I wonder what made you duplicate specifically this functionality. What problems did you face that made you break out queuing and refreshing in this way?
#10
My use case calls for high availability, and the news feeds need to be parsed instantly. I had to create a feeds-refresh command outside of the drupal_queue to avoid cases where there's a lot of other jobs in the queue, which might slow down the news feed parsing for this particular importer.
If the queue has a mechanism that will push my high-priority job to the top, then I would use that.

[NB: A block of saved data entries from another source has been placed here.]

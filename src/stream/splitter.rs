//! Reassembly of raw serial bytes into logical lines.
//!
//! Serial output arrives in arbitrary chunks; a terminator may straddle two
//! reads. The splitter buffers bytes until a full terminator sequence is seen.

/// Splits a byte stream on an arbitrary terminator sequence.
#[derive(Debug)]
pub struct LineSplitter {
    terminator: Vec<u8>,
    buffer: Vec<u8>,
    /// Offset from which the next terminator search starts.
    scanned: usize,
}

impl LineSplitter {
    /// Create a splitter. An empty terminator falls back to `\n`.
    pub fn new(terminator: &[u8]) -> Self {
        let terminator = if terminator.is_empty() {
            b"\n".to_vec()
        } else {
            terminator.to_vec()
        };
        Self {
            terminator,
            buffer: Vec::new(),
            scanned: 0,
        }
    }

    /// Feed a chunk of bytes, returning every line it completes (terminator
    /// stripped).
    pub fn push(&mut self, chunk: &[u8]) -> Vec<String> {
        self.buffer.extend_from_slice(chunk);

        let mut lines = Vec::new();
        let term_len = self.terminator.len();
        let mut start = 0;
        let mut pos = self.scanned;

        while pos + term_len <= self.buffer.len() {
            if self.buffer[pos..pos + term_len] == self.terminator[..] {
                lines.push(String::from_utf8_lossy(&self.buffer[start..pos]).into_owned());
                pos += term_len;
                start = pos;
            } else {
                pos += 1;
            }
        }

        self.buffer.drain(..start);
        // A terminator prefix may sit at the tail; rescan it next time.
        self.scanned = self.buffer.len().saturating_sub(term_len - 1);
        lines
    }

    /// Bytes received after the last terminator.
    pub fn remainder(&self) -> String {
        String::from_utf8_lossy(&self.buffer).into_owned()
    }
}

#[cfg(test)]
mod tests {
    use super::*;

    #[test]
    fn splits_on_crlf_only() {
        let mut s = LineSplitter::new(b"\r\n");
        let lines = s.push(b"12%\r34%\r100% done\r\nnext\r\n");
        assert_eq!(lines, vec!["12%\r34%\r100% done", "next"]);
        assert_eq!(s.remainder(), "");
    }

    #[test]
    fn terminator_split_across_chunks() {
        let mut s = LineSplitter::new(b"\r\n");
        assert!(s.push(b"Please power").is_empty());
        assert!(s.push(b" the target now\r").is_empty());
        assert_eq!(s.push(b"\nrest"), vec!["Please power the target now"]);
        assert_eq!(s.remainder(), "rest");
    }

    #[test]
    fn bare_newline_is_not_a_crlf_terminator() {
        let mut s = LineSplitter::new(b"\r\n");
        assert!(s.push(b"a\nb").is_empty());
        assert_eq!(s.remainder(), "a\nb");
    }

    #[test]
    fn empty_lines_are_kept() {
        let mut s = LineSplitter::new(b"\n");
        assert_eq!(s.push(b"\n\nx\n"), vec!["", "", "x"]);
    }

    #[test]
    fn empty_terminator_defaults_to_newline() {
        let mut s = LineSplitter::new(b"");
        assert_eq!(s.push(b"a\nb\n"), vec!["a", "b"]);
    }
}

Right now, it's easier to create a dedicated process to handle the importing.
Additional question: when "drush queue cron" is run, does it fire-off the callbacks sequentially or in parallel? How does it determine which to run first?
#11
Right, but do you actually need that availability for many feeds or just for very few? Because if you don't have many feeds you don't need the queue.
drush queue cron fires of 1 process pulling on item after the other from the queue. You have to dispatch multiple drush queue cron commands to run multiple processes.
#12
It's not high volume. On average, about 20 items every 10 seconds. Plus, I'm capping the fetcher to only get 100 items per cycle.
What's the benchmark on the Feeds module on how much feed items it can fetch, parse, process without timing out or breaking down? With my testing, the feeds module was able to process 250 feed items (24kb each) in under 40 seconds. So I'm assuming 100 items per cycle is still safe.
Thanks for the drush queue explanation. So it is possible to run parallel executions.
#13
Closing this support request in favor of #608408: Drush integration.
See #754626: Performance - max number of feeds and documentation for more info on performance.
#14
Automatically closed -- issue fixed for 2 weeks with no activity.